Work request – One part of the entries below is wanted: the lines from the one containing "const INCREMENT_USAGE: f64 = 0.8;" through the one containing "impl Default for". Write those out exactly and nothing else.

Material provided –
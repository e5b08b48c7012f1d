use std::time::Duration;

use cozy_chess::{Board, Color};
use uci::GoParams;
use utils::only_move;

const MOVE_MARGIN_START: u32 = 20;
const MOVE_MARGIN_END: u32 = 10;
const INCREMENT_USAGE: f64 = 0.8;
const RESERVE_FRACTION: f64 = 0.08;
const TARGET_FACTOR: f64 = 0.7; // Spend 70% of what the clock could afford

const MIN_RESERVE: Duration = Duration::from_millis(300);
const OVERHEAD: Duration = Duration::from_millis(20);
const MIN_TIME_PER_MOVE: Duration = Duration::from_millis(25);
const ONLY_MOVE_TIME: Duration = Duration::from_millis(100);

/// Used when `go` names neither a clock nor a move time.
pub const DEFAULT_MOVE_TIME: Duration = Duration::from_millis(1000);

/// How much time the bot has for the current decision.
#[derive(Debug, Clone, Copy, PartialEq, Eq)]
pub enum TimeControl {
    /// A fixed amount for this move (UCI `movetime`).
    Fixed(Duration),
    /// The side to move's game clock.
    Clock {
        remaining: Duration,
        increment: Duration,
    },
}

impl Default for TimeControl {
    fn default() -> Self {
        TimeControl::Fixed(DEFAULT_MOVE_TIME)
    }
}

impl TimeControl {
    pub fn from_go(params: &GoParams, side: Color) -> Self {
        if let Some(move_time) = params.move_time {
            return TimeControl::Fixed(Duration::from_millis(move_time));
        }

        let (time_left, increment) = match side {
            Color::White => (params.wtime, params.winc),
            Color::Black => (params.btime, params.binc),
        };

        match time_left {
            Some(time_left) => TimeControl::Clock {
                remaining: Duration::from_millis(time_left),
                increment: Duration::from_millis(increment.unwrap_or(0)),
            },
            None => TimeControl::default(),
        }
    }

    /// Search time for one engine decision on `board`.
    pub fn move_allotment(&self, board: &Board) -> Duration {
        let (remaining, increment) = match *self {
            TimeControl::Fixed(time) => return time,
            TimeControl::Clock {
                remaining,
                increment,
            } => (remaining, increment),
        };

        if only_move(board) {
            return ONLY_MOVE_TIME.min(remaining / 2);
        }

        let reserve = remaining.mul_f64(RESERVE_FRACTION).max(MIN_RESERVE);
        let available = remaining.saturating_sub(reserve).saturating_sub(OVERHEAD);

        let hard = (available / move_margin(board) + increment.mul_f64(INCREMENT_USAGE))
            .max(MIN_TIME_PER_MOVE);

        hard.mul_f64(TARGET_FACTOR)
    }

    /// Total time a scan over every candidate may take. Only a running
    /// clock imposes one; a fixed move time leaves the baseline slice alone.
    pub fn evaluation_cap(&self, clock_percent: u32) -> Option<Duration> {
        match *self {
            TimeControl::Fixed(_) => None,
            TimeControl::Clock { remaining, .. } => {
                Some(remaining * clock_percent.min(100) / 100)
            }
        }
    }
}

/// Per-candidate evaluation time: `baseline`, unless `candidates` baseline
/// slices would exceed `cap`, in which case the cap is split evenly.
pub fn candidate_slice(baseline: Duration, cap: Duration, candidates: usize) -> Duration {
    let n = u32::try_from(candidates.max(1)).unwrap_or(u32::MAX);

    match baseline.checked_mul(n) {
        Some(total) if total <= cap => baseline,
        _ => cap / n,
    }
}

fn move_margin(board: &Board) -> u32 {
    const TOTAL_PIECES: f32 = 32.0;

    let num_pieces = board.occupied().len() as f32;
    let phase = (num_pieces / TOTAL_PIECES).min(1.0);

    ((phase * MOVE_MARGIN_START as f32 + (1.0 - phase) * MOVE_MARGIN_END as f32) as u32).max(1)
}

#[cfg(test)]
mod tests {
    use super::*;

    fn ms(millis: u64) -> Duration {
        Duration::from_millis(millis)
    }

    #[test]
    fn test_from_go_move_time() {
        let params = GoParams {
            move_time: Some(250),
            wtime: Some(60_000),
            ..Default::default()
        };
        assert_eq!(
            TimeControl::from_go(&params, Color::White),
            TimeControl::Fixed(ms(250))
        );
    }

    #[test]
    fn test_from_go_uses_side_to_move_clock() {
        let params = GoParams {
            wtime: Some(60_000),
            btime: Some(30_000),
            winc: Some(1_000),
            binc: Some(500),
            ..Default::default()
        };
        assert_eq!(
            TimeControl::from_go(&params, Color::Black),
            TimeControl::Clock {
                remaining: ms(30_000),
                increment: ms(500)
            }
        );
    }

    #[test]
    fn test_from_go_without_time() {
        let params = GoParams {
            infinite: true,
            ..Default::default()
        };
        assert_eq!(
            TimeControl::from_go(&params, Color::White),
            TimeControl::Fixed(DEFAULT_MOVE_TIME)
        );
    }

    #[test]
    fn test_fixed_allotment_is_exact() {
        let board = Board::default();
        assert_eq!(TimeControl::Fixed(ms(400)).move_allotment(&board), ms(400));
    }

    #[test]
    fn test_clock_allotment() {
        let board = Board::default();
        let clock = TimeControl::Clock {
            remaining: ms(60_000),
            increment: ms(0),
        };

        let allotment = clock.move_allotment(&board);
        // 60s - 4.8s reserve - 20ms overhead over 20 moves, at 70%.
        assert!(allotment > ms(1_900) && allotment < ms(2_000), "{:?}", allotment);
    }

    #[test]
    fn test_clock_allotment_has_floor() {
        let board = Board::default();
        let clock = TimeControl::Clock {
            remaining: ms(50),
            increment: ms(0),
        };

        assert!(clock.move_allotment(&board) > Duration::ZERO);
    }

    #[test]
    fn test_only_move_allotment() {
        let board: Board = "k7/8/8/8/8/8/8/1R5K b - - 0 1".parse().unwrap();
        let clock = TimeControl::Clock {
            remaining: ms(60_000),
            increment: ms(0),
        };

        assert_eq!(clock.move_allotment(&board), ONLY_MOVE_TIME);
    }

    #[test]
    fn test_evaluation_cap() {
        let clock = TimeControl::Clock {
            remaining: ms(5_000),
            increment: ms(2_000),
        };
        assert_eq!(clock.evaluation_cap(10), Some(ms(500)));
        assert_eq!(TimeControl::Fixed(ms(300)).evaluation_cap(10), None);
    }

    #[test]
    fn test_candidate_slice_keeps_baseline_when_it_fits() {
        assert_eq!(candidate_slice(ms(100), ms(500), 5), ms(100));
    }

    #[test]
    fn test_candidate_slice_splits_cap() {
        let slice = candidate_slice(ms(100), ms(500), 48);
        assert_eq!(slice, ms(500) / 48);
        assert!(slice * 48 <= ms(500));
    }

    #[test]
    fn test_candidate_slice_zero_candidates() {
        assert_eq!(candidate_slice(ms(100), ms(50), 0), ms(50));
    }
}
//! In-process evaluators that record what the selector asks of them.
#![allow(dead_code)]

use std::sync::{Arc, Mutex};
use std::time::Duration;

use cozy_chess::{util::parse_uci_move, Board, Move};
use evaluation::{BestMove, Evaluation, EvaluationError, Evaluator};
use selector::{MoveSelector, Strategy};

pub const START: &str = "rnbqkbnr/pppppppp/8/8/8/8/PPPPPPPP/RNBQKBNR w KQkq - 0 1";
/// White to move and already checkmated.
pub const MATED: &str = "rnb1kbnr/pppp1ppp/8/4p3/6Pq/5P2/PPPPP2P/RNBQKBNR w KQkq - 1 3";
/// 48 legal moves for white.
pub const KIWIPETE: &str = "r3k2r/p1ppqpb1/bn2pnp1/3PN3/1p2P3/2N2Q1p/PPPBBPPP/R3K2R w KQkq - 0 1";
/// Rook moves that are quiet, give check (Re1), or capture with check (Rxa8).
pub const ROOK_CHECKS: &str = "r3k3/8/8/8/8/8/8/R6K w - - 0 1";

pub fn board(fen: &str) -> Board {
    fen.parse().unwrap()
}

pub fn mv(board: &Board, uci: &str) -> Move {
    parse_uci_move(board, uci).unwrap()
}

#[derive(Debug, Clone)]
pub struct EvaluateCall {
    pub board: Board,
    pub slice: Duration,
}

#[derive(Debug, Clone)]
pub struct BestMoveCall {
    pub board: Board,
    pub time: Duration,
    pub search_moves: Option<Vec<Move>>,
}

type ScoreFn = Box<dyn Fn(&Board) -> Evaluation + Send + Sync>;

/// Scores positions with a closure and answers best_move with the first
/// allowed move.
pub struct StubEvaluator {
    score: ScoreFn,
    best: Option<String>,
    pub evaluations: Mutex<Vec<EvaluateCall>>,
    pub searches: Mutex<Vec<BestMoveCall>>,
}

impl StubEvaluator {
    pub fn scoring<F>(score: F) -> Arc<Self>
    where
        F: Fn(&Board) -> Evaluation + Send + Sync + 'static,
    {
        Arc::new(Self {
            score: Box::new(score),
            best: None,
            evaluations: Mutex::new(Vec::new()),
            searches: Mutex::new(Vec::new()),
        })
    }

    pub fn flat() -> Arc<Self> {
        Self::scoring(|_| Evaluation::DRAW)
    }

    /// Always answers best_move with `uci`, allowed or not.
    pub fn insisting(uci: &str) -> Arc<Self> {
        Arc::new(Self {
            score: Box::new(|_| Evaluation::DRAW),
            best: Some(uci.to_string()),
            evaluations: Mutex::new(Vec::new()),
            searches: Mutex::new(Vec::new()),
        })
    }

    pub fn evaluations(&self) -> Vec<EvaluateCall> {
        self.evaluations.lock().unwrap().clone()
    }

    pub fn searches(&self) -> Vec<BestMoveCall> {
        self.searches.lock().unwrap().clone()
    }
}

impl Evaluator for StubEvaluator {
    fn name(&self) -> String {
        "stub".to_string()
    }

    fn evaluate(&self, board: &Board, slice: Duration) -> Result<Evaluation, EvaluationError> {
        self.evaluations.lock().unwrap().push(EvaluateCall {
            board: board.clone(),
            slice,
        });
        Ok((self.score)(board))
    }

    fn best_move(
        &self,
        board: &Board,
        time: Duration,
        search_moves: Option<&[Move]>,
    ) -> Result<BestMove, EvaluationError> {
        self.searches.lock().unwrap().push(BestMoveCall {
            board: board.clone(),
            time,
            search_moves: search_moves.map(|moves| moves.to_vec()),
        });

        let mv = match &self.best {
            Some(uci) => mv(board, uci),
            None => match search_moves {
                Some(moves) => moves[0],
                None => utils::collect_legal_moves(board)[0],
            },
        };

        Ok(BestMove {
            mv,
            evaluation: Some(Evaluation::centipawns(42)),
        })
    }
}

/// Fails every request the way a dead engine would.
pub struct DeadEvaluator;

impl Evaluator for DeadEvaluator {
    fn name(&self) -> String {
        "dead".to_string()
    }

    fn evaluate(&self, _: &Board, _: Duration) -> Result<Evaluation, EvaluationError> {
        Err(EvaluationError::Disconnected)
    }

    fn best_move(
        &self,
        _: &Board,
        _: Duration,
        _: Option<&[Move]>,
    ) -> Result<BestMove, EvaluationError> {
        Err(EvaluationError::Disconnected)
    }
}

pub fn seeded(evaluator: Arc<dyn Evaluator>, strategy: Strategy, seed: u64) -> MoveSelector {
    MoveSelector::new(evaluator, strategy).with_seed(seed)
}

Answer –
const INCREMENT_USAGE: f64 = 0.8;
const RESERVE_FRACTION: f64 = 0.08;
const TARGET_FACTOR: f64 = 0.7; // Spend 70% of what the clock could afford

const MIN_RESERVE: Duration = Duration::from_millis(300);
const OVERHEAD: Duration = Duration::from_millis(20);
const MIN_TIME_PER_MOVE: Duration = Duration::from_millis(25);
const ONLY_MOVE_TIME: Duration = Duration::from_millis(100);

/// Used when `go` names neither a clock nor a move time.
pub const DEFAULT_MOVE_TIME: Duration = Duration::from_millis(1000);

/// How much time the bot has for the current decision.
#[derive(Debug, Clone, Copy, PartialEq, Eq)]
pub enum TimeControl {
    /// A fixed amount for this move (UCI `movetime`).
    Fixed(Duration),
    /// The side to move's game clock.
    Clock {
        remaining: Duration,
        increment: Duration,
    },
}

impl Default for TimeControl {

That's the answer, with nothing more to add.